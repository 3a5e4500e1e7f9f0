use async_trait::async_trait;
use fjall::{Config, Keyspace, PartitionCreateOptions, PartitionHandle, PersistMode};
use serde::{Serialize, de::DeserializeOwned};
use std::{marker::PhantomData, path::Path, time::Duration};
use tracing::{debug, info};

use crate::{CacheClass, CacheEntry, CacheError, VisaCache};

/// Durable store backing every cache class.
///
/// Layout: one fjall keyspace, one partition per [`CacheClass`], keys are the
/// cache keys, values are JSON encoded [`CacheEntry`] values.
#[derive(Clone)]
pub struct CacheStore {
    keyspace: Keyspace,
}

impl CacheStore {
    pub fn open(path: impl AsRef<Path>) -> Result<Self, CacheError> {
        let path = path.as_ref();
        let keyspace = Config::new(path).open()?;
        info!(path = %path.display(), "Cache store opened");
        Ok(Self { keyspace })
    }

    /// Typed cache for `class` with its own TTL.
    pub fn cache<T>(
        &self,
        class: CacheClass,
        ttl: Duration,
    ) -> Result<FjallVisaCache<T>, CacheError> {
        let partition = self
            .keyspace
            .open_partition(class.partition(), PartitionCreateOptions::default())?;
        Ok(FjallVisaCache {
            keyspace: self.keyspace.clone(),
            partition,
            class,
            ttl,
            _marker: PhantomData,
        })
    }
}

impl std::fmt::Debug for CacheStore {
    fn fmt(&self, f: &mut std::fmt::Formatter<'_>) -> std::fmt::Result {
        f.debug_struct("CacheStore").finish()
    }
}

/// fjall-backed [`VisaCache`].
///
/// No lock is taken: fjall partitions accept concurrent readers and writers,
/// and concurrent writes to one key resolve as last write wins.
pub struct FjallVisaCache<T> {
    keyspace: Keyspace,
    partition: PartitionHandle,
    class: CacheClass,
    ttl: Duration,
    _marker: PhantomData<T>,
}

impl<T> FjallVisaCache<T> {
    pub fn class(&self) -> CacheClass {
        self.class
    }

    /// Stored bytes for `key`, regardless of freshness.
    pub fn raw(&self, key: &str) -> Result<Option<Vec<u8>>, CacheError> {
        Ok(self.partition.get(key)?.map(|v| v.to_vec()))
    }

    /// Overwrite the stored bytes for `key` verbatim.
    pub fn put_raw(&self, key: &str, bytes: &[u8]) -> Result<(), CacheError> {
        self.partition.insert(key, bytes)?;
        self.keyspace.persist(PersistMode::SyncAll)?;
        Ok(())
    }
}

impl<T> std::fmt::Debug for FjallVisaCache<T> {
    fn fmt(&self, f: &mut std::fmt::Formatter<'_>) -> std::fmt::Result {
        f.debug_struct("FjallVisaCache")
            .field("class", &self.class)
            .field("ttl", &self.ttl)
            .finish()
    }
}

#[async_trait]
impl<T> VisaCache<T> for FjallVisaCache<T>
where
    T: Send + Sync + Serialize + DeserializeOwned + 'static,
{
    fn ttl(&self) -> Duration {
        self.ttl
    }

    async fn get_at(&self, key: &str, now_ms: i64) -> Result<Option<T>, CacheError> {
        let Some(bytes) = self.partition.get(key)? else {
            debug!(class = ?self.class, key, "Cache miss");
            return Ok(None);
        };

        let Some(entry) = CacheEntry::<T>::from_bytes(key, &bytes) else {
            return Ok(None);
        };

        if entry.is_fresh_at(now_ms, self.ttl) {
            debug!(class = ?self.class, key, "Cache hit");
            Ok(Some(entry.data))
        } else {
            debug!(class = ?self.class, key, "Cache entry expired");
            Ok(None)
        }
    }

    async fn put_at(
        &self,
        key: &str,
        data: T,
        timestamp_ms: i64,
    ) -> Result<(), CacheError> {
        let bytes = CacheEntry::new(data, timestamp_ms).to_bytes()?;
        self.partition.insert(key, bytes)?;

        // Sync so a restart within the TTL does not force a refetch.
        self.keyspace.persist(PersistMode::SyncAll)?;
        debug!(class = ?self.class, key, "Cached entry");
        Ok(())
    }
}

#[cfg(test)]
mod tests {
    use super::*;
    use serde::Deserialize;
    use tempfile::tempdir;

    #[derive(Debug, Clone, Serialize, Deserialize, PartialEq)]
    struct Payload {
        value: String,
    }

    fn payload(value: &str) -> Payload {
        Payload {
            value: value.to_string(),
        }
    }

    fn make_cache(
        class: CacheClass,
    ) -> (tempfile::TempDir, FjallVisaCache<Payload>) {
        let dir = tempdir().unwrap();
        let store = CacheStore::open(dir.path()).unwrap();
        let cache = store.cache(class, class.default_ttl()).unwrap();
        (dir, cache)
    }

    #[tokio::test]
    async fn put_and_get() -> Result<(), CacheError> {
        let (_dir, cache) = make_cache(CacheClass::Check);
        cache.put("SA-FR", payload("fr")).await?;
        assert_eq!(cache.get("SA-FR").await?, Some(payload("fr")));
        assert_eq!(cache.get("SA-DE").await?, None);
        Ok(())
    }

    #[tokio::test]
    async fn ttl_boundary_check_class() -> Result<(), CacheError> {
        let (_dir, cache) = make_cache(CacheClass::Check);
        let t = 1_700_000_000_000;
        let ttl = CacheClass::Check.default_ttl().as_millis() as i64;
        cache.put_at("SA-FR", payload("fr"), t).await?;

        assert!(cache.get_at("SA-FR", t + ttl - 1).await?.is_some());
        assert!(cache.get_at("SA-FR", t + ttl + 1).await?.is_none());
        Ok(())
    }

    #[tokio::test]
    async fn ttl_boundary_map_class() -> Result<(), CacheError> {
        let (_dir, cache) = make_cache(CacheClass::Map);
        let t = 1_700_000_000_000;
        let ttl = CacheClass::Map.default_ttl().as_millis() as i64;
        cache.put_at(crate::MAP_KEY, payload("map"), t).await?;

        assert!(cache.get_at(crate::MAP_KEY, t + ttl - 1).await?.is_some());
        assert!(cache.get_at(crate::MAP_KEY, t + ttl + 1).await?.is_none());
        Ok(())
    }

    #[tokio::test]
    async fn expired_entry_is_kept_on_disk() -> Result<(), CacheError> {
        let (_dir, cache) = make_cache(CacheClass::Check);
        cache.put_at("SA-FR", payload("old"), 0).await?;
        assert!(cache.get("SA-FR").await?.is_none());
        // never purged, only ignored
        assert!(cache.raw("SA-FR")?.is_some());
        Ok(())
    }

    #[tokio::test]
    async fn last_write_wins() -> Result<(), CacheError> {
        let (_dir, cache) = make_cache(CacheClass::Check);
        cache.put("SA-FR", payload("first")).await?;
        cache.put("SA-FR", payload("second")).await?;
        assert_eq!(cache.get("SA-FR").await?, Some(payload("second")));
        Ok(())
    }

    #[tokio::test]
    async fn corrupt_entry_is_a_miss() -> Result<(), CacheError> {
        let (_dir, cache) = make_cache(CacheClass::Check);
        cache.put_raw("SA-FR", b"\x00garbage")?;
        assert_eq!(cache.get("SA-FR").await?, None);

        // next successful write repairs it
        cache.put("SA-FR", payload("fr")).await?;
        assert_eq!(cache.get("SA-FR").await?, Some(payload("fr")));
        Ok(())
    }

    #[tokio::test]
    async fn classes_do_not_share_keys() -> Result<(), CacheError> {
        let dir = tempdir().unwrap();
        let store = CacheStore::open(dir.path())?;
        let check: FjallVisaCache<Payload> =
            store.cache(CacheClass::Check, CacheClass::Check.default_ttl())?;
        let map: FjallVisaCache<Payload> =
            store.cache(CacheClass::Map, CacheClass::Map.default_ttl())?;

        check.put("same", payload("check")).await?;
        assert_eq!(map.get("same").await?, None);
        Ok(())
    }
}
________________
* **Prompt**: The entries are to be repeated exactly, with nothing altered.

* **Reply**:
repository 3a5e4500e1e7f9f0
use async_trait::async_trait;
use fjall::{Config, Keyspace, PartitionCreateOptions, PartitionHandle, PersistMode};
use serde::{Serialize, de::DeserializeOwned};
use std::{marker::PhantomData, path::Path, time::Duration};
use tracing::{debug, info};

use crate::{CacheClass, CacheEntry, CacheError, VisaCache};

/// Durable store backing every cache class.
///
/// Layout: one fjall keyspace, one partition per [`CacheClass`], keys are the
/// cache keys, values are JSON encoded [`CacheEntry`] values.
#[derive(Clone)]
pub struct CacheStore {
    keyspace: Keyspace,
}

impl CacheStore {
    pub fn open(path: impl AsRef<Path>) -> Result<Self, CacheError> {
        let path = path.as_ref();
        let keyspace = Config::new(path).open()?;
        info!(path = %path.display(), "Cache store opened");
        Ok(Self { keyspace })
    }

    /// Typed cache for `class` with its own TTL.
    pub fn cache<T>(
        &self,
        class: CacheClass,
        ttl: Duration,
    ) -> Result<FjallVisaCache<T>, CacheError> {
        let partition = self
            .keyspace
            .open_partition(class.partition(), PartitionCreateOptions::default())?;
        Ok(FjallVisaCache {
            keyspace: self.keyspace.clone(),
            partition,
            class,
            ttl,
            _marker: PhantomData,
        })
    }
}

impl std::fmt::Debug for CacheStore {
    fn fmt(&self, f: &mut std::fmt::Formatter<'_>) -> std::fmt::Result {
        f.debug_struct("CacheStore").finish()
    }
}

/// fjall-backed [`VisaCache`].
///
/// No lock is taken: fjall partitions accept concurrent readers and writers,
/// and concurrent writes to one key resolve as last write wins.
pub struct FjallVisaCache<T> {
    keyspace: Keyspace,
    partition: PartitionHandle,
    class: CacheClass,
    ttl: Duration,
    _marker: PhantomData<T>,
}

impl<T> FjallVisaCache<T> {
    pub fn class(&self) -> CacheClass {
        self.class
    }

    /// Stored bytes for `key`, regardless of freshness.
    pub fn raw(&self, key: &str) -> Result<Option<Vec<u8>>, CacheError> {
        Ok(self.partition.get(key)?.map(|v| v.to_vec()))
    }

    /// Overwrite the stored bytes for `key` verbatim.
    pub fn put_raw(&self, key: &str, bytes: &[u8]) -> Result<(), CacheError> {
        self.partition.insert(key, bytes)?;
        self.keyspace.persist(PersistMode::SyncAll)?;
        Ok(())
    }
}

impl<T> std::fmt::Debug for FjallVisaCache<T> {
    fn fmt(&self, f: &mut std::fmt::Formatter<'_>) -> std::fmt::Result {
        f.debug_struct("FjallVisaCache")
            .field("class", &self.class)
            .field("ttl", &self.ttl)
            .finish()
    }
}

#[async_trait]
impl<T> VisaCache<T> for FjallVisaCache<T>
where
    T: Send + Sync + Serialize + DeserializeOwned + 'static,
{
    fn ttl(&self) -> Duration {
        self.ttl
    }

    async fn get_at(&self, key: &str, now_ms: i64) -> Result<Option<T>, CacheError> {
        let Some(bytes) = self.partition.get(key)? else {
            debug!(class = ?self.class, key, "Cache miss");
            return Ok(None);
        };

        let Some(entry) = CacheEntry::<T>::from_bytes(key, &bytes) else {
            return Ok(None);
        };

        if entry.is_fresh_at(now_ms, self.ttl) {
            debug!(class = ?self.class, key, "Cache hit");
            Ok(Some(entry.data))
        } else {
            debug!(class = ?self.class, key, "Cache entry expired");
            Ok(None)
        }
    }

    async fn put_at(
        &self,
        key: &str,
        data: T,
        timestamp_ms: i64,
    ) -> Result<(), CacheError> {
        let bytes = CacheEntry::new(data, timestamp_ms).to_bytes()?;
        self.partition.insert(key, bytes)?;

        // Sync so a restart within the TTL does not force a refetch.
        self.keyspace.persist(PersistMode::SyncAll)?;
        debug!(class = ?self.class, key, "Cached entry");
        Ok(())
    }
}

#[cfg(test)]
mod tests {
    use super::*;
    use serde::Deserialize;
    use tempfile::tempdir;

    #[derive(Debug, Clone, Serialize, Deserialize, PartialEq)]
    struct Payload {
        value: String,
    }

    fn payload(value: &str) -> Payload {
        Payload {
            value: value.to_string(),
        }
    }

    fn make_cache(
        class: CacheClass,
    ) -> (tempfile::TempDir, FjallVisaCache<Payload>) {
        let dir = tempdir().unwrap();
        let store = CacheStore::open(dir.path()).unwrap();
        let cache = store.cache(class, class.default_ttl()).unwrap();
        (dir, cache)
    }

    #[tokio::test]
    async fn put_and_get() -> Result<(), CacheError> {
        let (_dir, cache) = make_cache(CacheClass::Check);
        cache.put("SA-FR", payload("fr")).await?;
        assert_eq!(cache.get("SA-FR").await?, Some(payload("fr")));
        assert_eq!(cache.get("SA-DE").await?, None);
        Ok(())
    }

    #[tokio::test]
    async fn ttl_boundary_check_class() -> Result<(), CacheError> {
        let (_dir, cache) = make_cache(CacheClass::Check);
        let t = 1_700_000_000_000;
        let ttl = CacheClass::Check.default_ttl().as_millis() as i64;
        cache.put_at("SA-FR", payload("fr"), t).await?;

        assert!(cache.get_at("SA-FR", t + ttl - 1).await?.is_some());
        assert!(cache.get_at("SA-FR", t + ttl + 1).await?.is_none());
        Ok(())
    }

    #[tokio::test]
    async fn ttl_boundary_map_class() -> Result<(), CacheError> {
        let (_dir, cache) = make_cache(CacheClass::Map);
        let t = 1_700_000_000_000;
        let ttl = CacheClass::Map.default_ttl().as_millis() as i64;
        cache.put_at(crate::MAP_KEY, payload("map"), t).await?;

        assert!(cache.get_at(crate::MAP_KEY, t + ttl - 1).await?.is_some());
        assert!(cache.get_at(crate::MAP_KEY, t + ttl + 1).await?.is_none());
        Ok(())
    }

    #[tokio::test]
    async fn expired_entry_is_kept_on_disk() -> Result<(), CacheError> {
        let (_dir, cache) = make_cache(CacheClass::Check);
        cache.put_at("SA-FR", payload("old"), 0).await?;
        assert!(cache.get("SA-FR").await?.is_none());
        // never purged, only ignored
        assert!(cache.raw("SA-FR")?.is_some());
        Ok(())
    }

    #[tokio::test]
    async fn last_write_wins() -> Result<(), CacheError> {
        let (_dir, cache) = make_cache(CacheClass::Check);
        cache.put("SA-FR", payload("first")).await?;
        cache.put("SA-FR", payload("second")).await?;
        assert_eq!(cache.get("SA-FR").await?, Some(payload("second")));
        Ok(())
    }

    #[tokio::test]
    async fn corrupt_entry_is_a_miss() -> Result<(), CacheError> {
        let (_dir, cache) = make_cache(CacheClass::Check);
        cache.put_raw("SA-FR", b"\x00garbage")?;
        assert_eq!(cache.get("SA-FR").await?, None);

        // next successful write repairs it
        cache.put("SA-FR", payload("fr")).await?;
        assert_eq!(cache.get("SA-FR").await?, Some(payload("fr")));
        Ok(())
    }

    #[tokio::test]
    async fn classes_do_not_share_keys() -> Result<(), CacheError> {
        let dir = tempdir().unwrap();
        let store = CacheStore::open(dir.path())?;
        let check: FjallVisaCache<Payload> =
            store.cache(CacheClass::Check, CacheClass::Check.default_ttl())?;
        let map: FjallVisaCache<Payload> =
            store.cache(CacheClass::Map, CacheClass::Map.default_ttl())?;

        check.put("same", payload("check")).await?;
        assert_eq!(map.get("same").await?, None);
        Ok(())
    }
}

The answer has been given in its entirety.